• [WORK TASK] Below are the records; restate word for word the lines from the first through the one containing "use crate::message::Message;", and only those.

• [DATASET RECORDS]
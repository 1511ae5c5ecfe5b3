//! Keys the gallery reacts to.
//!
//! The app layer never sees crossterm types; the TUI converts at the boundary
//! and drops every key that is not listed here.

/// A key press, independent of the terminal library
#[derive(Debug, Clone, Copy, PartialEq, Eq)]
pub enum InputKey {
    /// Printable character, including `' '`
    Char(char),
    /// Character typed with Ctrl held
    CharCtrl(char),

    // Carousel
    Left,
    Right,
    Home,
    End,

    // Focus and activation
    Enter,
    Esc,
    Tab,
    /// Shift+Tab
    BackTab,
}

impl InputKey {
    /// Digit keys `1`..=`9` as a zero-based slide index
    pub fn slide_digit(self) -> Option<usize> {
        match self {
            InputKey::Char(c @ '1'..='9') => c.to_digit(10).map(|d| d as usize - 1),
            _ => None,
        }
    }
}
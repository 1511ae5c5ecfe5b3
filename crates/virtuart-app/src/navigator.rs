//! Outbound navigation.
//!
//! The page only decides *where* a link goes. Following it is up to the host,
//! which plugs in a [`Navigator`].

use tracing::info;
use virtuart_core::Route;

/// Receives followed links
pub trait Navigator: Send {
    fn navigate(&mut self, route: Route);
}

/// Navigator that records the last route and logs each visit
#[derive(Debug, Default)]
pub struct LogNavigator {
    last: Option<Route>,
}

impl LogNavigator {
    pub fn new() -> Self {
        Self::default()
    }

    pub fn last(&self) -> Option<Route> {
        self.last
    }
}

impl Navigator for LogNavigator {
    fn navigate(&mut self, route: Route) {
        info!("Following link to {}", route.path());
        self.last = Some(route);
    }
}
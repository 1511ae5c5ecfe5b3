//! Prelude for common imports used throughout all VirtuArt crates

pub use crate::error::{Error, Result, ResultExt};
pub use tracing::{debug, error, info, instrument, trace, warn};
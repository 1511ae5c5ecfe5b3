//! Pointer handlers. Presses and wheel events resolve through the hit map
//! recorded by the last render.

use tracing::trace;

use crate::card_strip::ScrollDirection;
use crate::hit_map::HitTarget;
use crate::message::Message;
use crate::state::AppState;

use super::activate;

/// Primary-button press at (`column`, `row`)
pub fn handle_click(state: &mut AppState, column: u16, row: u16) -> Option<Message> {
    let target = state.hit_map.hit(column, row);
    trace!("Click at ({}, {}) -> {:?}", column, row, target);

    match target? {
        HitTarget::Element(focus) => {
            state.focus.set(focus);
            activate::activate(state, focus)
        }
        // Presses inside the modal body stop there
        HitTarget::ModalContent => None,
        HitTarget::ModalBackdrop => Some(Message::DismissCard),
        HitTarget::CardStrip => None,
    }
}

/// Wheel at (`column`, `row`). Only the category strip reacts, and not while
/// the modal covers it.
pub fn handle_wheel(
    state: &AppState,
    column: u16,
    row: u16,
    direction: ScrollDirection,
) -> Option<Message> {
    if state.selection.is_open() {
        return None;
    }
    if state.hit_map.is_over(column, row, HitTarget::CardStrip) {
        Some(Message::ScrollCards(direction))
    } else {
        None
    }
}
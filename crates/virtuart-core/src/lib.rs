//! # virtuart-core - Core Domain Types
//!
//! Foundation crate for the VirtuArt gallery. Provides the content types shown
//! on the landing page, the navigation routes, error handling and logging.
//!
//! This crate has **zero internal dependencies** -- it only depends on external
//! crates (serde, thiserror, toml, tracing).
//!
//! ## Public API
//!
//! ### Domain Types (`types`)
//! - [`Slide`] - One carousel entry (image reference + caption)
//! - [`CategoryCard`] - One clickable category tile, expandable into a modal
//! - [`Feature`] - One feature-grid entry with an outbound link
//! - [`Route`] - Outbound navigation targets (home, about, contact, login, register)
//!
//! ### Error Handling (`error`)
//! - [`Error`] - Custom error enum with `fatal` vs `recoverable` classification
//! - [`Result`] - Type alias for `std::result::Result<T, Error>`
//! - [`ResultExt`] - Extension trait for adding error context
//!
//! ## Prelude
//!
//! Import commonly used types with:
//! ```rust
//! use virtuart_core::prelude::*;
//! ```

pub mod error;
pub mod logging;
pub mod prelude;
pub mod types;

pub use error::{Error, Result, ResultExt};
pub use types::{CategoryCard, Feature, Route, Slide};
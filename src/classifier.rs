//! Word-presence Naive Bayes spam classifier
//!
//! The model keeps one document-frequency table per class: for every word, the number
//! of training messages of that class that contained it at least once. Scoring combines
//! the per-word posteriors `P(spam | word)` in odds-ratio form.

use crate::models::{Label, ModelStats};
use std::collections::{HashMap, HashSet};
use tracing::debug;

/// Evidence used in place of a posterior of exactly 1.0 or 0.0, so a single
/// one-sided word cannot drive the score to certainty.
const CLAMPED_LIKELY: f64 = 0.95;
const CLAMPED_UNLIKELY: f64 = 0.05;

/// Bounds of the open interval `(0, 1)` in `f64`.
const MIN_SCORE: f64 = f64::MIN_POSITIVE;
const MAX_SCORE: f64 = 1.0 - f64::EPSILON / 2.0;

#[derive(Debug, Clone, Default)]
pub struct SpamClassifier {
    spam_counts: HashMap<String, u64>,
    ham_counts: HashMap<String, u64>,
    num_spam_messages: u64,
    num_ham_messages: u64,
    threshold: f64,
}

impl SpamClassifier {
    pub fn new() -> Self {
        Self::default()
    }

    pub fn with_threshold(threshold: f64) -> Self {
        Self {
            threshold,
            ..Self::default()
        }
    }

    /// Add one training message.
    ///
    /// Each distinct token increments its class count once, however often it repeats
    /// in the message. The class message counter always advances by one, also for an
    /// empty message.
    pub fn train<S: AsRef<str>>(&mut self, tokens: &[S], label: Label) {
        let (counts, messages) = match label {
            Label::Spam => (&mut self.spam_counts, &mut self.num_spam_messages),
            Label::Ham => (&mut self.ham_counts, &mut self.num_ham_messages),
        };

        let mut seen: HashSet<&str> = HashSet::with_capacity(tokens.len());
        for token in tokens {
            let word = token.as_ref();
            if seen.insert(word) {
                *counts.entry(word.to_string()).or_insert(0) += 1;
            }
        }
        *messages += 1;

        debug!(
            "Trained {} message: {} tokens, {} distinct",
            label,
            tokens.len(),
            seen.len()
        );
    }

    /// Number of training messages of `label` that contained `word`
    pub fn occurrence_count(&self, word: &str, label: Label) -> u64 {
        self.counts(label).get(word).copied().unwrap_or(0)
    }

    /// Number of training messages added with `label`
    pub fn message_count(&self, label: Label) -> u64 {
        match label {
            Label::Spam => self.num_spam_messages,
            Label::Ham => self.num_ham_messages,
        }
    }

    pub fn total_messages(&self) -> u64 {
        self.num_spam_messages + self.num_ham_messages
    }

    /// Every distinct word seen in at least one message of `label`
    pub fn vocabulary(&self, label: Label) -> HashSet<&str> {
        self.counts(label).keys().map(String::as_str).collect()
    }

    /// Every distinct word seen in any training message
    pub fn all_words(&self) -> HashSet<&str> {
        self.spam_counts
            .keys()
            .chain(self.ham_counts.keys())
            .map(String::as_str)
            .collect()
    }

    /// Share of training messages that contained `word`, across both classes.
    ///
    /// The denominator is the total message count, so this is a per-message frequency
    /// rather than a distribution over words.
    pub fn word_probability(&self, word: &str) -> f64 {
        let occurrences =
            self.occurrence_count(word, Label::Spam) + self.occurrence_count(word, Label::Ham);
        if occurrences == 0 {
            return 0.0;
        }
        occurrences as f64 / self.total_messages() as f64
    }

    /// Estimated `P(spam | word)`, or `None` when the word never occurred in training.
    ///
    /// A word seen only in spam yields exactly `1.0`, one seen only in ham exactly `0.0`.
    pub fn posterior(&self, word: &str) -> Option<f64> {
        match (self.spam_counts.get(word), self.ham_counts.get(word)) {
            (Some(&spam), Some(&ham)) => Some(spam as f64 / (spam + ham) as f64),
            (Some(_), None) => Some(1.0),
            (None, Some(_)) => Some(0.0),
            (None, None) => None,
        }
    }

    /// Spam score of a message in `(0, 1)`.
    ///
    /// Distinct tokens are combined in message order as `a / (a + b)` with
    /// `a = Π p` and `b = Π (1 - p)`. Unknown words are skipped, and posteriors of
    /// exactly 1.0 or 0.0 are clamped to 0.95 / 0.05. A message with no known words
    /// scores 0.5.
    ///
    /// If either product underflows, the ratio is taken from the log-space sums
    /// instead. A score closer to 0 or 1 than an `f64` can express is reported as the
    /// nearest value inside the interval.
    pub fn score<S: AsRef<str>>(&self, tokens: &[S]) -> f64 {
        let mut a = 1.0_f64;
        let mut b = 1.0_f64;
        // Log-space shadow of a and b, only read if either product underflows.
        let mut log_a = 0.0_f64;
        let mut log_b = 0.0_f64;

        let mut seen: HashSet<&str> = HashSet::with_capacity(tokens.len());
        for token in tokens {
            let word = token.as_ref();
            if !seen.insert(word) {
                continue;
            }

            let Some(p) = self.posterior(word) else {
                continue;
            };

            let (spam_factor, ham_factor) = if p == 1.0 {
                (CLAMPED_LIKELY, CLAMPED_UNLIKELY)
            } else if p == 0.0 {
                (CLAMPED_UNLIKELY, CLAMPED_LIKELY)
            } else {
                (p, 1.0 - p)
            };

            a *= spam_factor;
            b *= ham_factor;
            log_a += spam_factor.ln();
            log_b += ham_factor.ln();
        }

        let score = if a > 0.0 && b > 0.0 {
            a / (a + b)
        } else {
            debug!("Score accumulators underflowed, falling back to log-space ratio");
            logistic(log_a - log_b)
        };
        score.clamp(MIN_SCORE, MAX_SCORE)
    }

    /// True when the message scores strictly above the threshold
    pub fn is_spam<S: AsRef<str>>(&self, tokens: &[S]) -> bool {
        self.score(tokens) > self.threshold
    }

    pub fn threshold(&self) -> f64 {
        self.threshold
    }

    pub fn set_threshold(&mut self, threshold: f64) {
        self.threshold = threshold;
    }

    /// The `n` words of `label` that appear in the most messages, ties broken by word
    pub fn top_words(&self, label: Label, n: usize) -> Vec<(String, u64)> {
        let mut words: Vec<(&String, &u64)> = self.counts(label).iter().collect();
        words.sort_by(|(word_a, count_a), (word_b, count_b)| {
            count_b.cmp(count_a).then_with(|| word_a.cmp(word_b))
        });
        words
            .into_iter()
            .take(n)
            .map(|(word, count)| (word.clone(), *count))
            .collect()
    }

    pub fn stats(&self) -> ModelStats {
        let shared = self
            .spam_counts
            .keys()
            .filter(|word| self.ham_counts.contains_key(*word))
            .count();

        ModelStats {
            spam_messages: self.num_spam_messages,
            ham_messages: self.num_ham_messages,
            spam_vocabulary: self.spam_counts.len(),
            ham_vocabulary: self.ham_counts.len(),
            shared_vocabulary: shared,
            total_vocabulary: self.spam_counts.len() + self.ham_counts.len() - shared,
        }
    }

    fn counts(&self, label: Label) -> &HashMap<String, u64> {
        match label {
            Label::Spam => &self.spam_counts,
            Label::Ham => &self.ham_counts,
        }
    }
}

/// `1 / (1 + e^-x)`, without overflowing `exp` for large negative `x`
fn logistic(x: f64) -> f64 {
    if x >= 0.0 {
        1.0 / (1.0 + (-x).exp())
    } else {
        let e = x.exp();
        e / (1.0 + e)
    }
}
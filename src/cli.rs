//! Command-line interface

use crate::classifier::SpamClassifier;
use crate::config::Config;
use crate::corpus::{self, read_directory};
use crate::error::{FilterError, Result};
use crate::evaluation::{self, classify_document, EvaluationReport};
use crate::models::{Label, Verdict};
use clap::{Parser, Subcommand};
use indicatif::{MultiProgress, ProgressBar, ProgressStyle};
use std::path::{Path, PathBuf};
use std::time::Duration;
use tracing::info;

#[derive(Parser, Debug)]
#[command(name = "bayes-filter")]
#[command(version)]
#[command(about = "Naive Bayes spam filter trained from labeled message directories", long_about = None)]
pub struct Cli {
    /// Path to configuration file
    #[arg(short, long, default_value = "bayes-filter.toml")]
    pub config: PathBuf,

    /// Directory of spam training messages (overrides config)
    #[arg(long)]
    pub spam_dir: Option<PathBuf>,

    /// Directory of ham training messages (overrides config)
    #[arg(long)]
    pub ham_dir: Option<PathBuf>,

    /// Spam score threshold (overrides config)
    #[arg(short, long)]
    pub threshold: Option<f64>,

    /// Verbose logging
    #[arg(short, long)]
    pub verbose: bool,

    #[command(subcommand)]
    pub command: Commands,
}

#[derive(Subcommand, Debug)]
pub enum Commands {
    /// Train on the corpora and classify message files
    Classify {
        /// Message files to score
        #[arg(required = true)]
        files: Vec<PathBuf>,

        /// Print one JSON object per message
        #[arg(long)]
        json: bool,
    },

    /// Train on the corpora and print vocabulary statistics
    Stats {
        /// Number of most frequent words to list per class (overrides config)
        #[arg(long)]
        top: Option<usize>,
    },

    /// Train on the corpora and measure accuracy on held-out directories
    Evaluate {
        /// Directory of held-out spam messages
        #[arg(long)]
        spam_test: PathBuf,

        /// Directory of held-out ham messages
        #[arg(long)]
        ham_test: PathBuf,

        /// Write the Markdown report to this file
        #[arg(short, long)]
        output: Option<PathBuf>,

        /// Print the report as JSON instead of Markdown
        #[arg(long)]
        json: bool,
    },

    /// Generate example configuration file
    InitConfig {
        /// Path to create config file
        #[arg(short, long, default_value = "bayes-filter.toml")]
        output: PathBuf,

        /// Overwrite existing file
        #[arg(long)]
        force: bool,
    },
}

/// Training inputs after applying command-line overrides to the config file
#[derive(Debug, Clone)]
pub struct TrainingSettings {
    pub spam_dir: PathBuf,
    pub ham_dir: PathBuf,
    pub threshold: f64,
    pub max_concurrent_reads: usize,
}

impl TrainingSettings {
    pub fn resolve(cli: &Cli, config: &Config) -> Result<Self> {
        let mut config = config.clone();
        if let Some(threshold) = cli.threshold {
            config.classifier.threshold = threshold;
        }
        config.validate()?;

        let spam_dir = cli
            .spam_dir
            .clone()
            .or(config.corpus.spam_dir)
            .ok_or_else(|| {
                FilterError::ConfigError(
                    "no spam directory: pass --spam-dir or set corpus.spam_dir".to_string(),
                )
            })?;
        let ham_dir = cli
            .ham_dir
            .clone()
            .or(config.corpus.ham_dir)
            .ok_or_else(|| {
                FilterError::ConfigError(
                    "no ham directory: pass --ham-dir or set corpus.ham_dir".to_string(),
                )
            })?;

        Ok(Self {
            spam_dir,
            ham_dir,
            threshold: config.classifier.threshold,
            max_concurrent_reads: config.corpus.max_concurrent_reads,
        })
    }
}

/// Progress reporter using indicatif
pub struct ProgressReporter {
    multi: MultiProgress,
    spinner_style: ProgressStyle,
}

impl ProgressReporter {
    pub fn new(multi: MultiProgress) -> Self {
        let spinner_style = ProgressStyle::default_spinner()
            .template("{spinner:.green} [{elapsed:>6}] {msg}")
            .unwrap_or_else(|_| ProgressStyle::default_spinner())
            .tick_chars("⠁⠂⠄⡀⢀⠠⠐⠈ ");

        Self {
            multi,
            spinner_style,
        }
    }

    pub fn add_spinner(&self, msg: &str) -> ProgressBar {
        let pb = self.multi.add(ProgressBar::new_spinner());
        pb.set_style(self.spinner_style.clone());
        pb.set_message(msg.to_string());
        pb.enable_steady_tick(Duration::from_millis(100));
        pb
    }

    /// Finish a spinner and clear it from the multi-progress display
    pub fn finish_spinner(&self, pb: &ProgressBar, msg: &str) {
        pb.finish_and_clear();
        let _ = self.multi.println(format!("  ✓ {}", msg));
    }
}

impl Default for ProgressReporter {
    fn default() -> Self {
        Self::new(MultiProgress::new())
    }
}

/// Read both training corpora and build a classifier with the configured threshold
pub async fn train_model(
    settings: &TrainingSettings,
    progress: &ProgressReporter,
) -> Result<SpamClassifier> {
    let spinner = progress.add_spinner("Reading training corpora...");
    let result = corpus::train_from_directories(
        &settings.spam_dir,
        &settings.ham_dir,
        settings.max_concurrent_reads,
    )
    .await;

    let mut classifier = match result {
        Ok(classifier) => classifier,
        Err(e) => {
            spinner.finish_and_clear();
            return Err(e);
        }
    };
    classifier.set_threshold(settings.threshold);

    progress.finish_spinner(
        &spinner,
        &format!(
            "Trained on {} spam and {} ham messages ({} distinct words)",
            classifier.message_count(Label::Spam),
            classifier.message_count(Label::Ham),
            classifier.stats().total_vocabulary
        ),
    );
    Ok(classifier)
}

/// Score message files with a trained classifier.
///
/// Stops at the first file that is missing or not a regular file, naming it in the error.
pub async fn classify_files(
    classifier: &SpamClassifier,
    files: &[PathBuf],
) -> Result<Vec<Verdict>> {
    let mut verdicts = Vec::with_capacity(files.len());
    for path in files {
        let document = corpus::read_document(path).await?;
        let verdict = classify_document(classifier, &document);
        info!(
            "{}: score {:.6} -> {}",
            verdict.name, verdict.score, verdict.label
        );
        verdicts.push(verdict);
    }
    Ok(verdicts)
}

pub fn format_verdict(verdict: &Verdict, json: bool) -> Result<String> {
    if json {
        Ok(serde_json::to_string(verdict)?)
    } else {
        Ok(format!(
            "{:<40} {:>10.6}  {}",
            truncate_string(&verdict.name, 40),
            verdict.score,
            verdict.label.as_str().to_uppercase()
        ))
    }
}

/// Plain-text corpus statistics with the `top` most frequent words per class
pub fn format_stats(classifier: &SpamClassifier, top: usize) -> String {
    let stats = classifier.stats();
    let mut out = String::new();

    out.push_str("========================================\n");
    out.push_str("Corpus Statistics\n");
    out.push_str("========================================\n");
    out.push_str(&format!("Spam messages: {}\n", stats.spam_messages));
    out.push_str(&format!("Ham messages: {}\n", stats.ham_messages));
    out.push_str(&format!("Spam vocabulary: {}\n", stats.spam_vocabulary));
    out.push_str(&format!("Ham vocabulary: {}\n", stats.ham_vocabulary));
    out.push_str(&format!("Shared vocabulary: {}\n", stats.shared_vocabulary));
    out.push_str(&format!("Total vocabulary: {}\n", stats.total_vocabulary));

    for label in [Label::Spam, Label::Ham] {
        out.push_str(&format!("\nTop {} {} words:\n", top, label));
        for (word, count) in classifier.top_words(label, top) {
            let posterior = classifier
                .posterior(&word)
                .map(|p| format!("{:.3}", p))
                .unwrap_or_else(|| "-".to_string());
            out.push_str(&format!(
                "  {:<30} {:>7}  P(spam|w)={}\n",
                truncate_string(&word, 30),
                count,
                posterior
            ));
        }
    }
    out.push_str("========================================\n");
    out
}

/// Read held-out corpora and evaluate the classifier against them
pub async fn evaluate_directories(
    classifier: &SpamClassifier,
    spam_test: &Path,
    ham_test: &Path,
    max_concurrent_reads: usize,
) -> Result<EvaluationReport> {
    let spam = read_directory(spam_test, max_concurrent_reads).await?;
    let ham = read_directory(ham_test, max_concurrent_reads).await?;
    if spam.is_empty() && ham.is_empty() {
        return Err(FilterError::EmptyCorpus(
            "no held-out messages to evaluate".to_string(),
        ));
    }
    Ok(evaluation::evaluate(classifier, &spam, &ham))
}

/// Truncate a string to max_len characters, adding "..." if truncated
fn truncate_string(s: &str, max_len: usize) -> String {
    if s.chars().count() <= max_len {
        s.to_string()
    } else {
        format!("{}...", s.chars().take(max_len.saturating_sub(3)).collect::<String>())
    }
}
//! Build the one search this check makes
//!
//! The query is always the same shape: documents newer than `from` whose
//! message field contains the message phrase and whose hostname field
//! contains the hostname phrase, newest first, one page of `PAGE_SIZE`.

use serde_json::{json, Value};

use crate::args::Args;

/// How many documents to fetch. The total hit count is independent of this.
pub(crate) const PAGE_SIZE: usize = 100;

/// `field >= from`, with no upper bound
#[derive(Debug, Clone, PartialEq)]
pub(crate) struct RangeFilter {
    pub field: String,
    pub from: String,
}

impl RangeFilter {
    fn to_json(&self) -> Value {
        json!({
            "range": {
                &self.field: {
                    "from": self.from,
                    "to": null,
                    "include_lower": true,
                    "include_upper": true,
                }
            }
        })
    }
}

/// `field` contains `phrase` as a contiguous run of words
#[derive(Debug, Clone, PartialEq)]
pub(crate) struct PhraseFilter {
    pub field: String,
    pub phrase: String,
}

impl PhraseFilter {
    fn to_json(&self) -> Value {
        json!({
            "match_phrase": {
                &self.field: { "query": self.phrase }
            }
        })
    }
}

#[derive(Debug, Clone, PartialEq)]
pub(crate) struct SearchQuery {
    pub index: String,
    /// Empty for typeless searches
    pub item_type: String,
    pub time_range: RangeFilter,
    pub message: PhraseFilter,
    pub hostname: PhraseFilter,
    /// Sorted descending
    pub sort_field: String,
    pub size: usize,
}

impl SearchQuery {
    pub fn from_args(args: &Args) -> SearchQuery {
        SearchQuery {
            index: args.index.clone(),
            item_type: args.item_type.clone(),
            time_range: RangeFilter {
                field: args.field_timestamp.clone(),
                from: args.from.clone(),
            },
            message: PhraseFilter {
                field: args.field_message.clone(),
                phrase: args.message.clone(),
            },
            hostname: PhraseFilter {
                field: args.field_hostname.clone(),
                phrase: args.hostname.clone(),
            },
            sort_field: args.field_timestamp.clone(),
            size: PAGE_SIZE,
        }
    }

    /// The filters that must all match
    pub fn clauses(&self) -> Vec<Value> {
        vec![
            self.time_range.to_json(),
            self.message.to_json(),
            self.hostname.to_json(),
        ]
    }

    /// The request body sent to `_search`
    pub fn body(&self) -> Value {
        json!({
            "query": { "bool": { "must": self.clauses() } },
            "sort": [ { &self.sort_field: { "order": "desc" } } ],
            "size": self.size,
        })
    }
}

• [RESPONSE TO THIS EXERCISE]
repository 1511ae5c5ecfe5b3
//! Keys the gallery reacts to.
//!
//! The app layer never sees crossterm types; the TUI converts at the boundary
//! and drops every key that is not listed here.

/// A key press, independent of the terminal library
#[derive(Debug, Clone, Copy, PartialEq, Eq)]
pub enum InputKey {
    /// Printable character, including `' '`
    Char(char),
    /// Character typed with Ctrl held
    CharCtrl(char),

    // Carousel
    Left,
    Right,
    Home,
    End,

    // Focus and activation
    Enter,
    Esc,
    Tab,
    /// Shift+Tab
    BackTab,
}

impl InputKey {
    /// Digit keys `1`..=`9` as a zero-based slide index
    pub fn slide_digit(self) -> Option<usize> {
        match self {
            InputKey::Char(c @ '1'..='9') => c.to_digit(10).map(|d| d as usize - 1),
            _ => None,
        }
    }
}
repository 1511ae5c5ecfe5b3
filename crates/virtuart-app/src/navigator.rs
//! Outbound navigation.
//!
//! The page only decides *where* a link goes. Following it is up to the host,
//! which plugs in a [`Navigator`].

use tracing::info;
use virtuart_core::Route;

/// Receives followed links
pub trait Navigator: Send {
    fn navigate(&mut self, route: Route);
}

/// Navigator that records the last route and logs each visit
#[derive(Debug, Default)]
pub struct LogNavigator {
    last: Option<Route>,
}

impl LogNavigator {
    pub fn new() -> Self {
        Self::default()
    }

    pub fn last(&self) -> Option<Route> {
        self.last
    }
}

impl Navigator for LogNavigator {
    fn navigate(&mut self, route: Route) {
        info!("Following link to {}", route.path());
        self.last = Some(route);
    }
}
repository 1511ae5c5ecfe5b3
//! Prelude for common imports used throughout all VirtuArt crates

pub use crate::error::{Error, Result, ResultExt};
pub use tracing::{debug, error, info, instrument, trace, warn};
repository 1511ae5c5ecfe5b3
//! Pointer handlers. Presses and wheel events resolve through the hit map
//! recorded by the last render.

use tracing::trace;

use crate::card_strip::ScrollDirection;
use crate::hit_map::HitTarget;
use crate::message::Message;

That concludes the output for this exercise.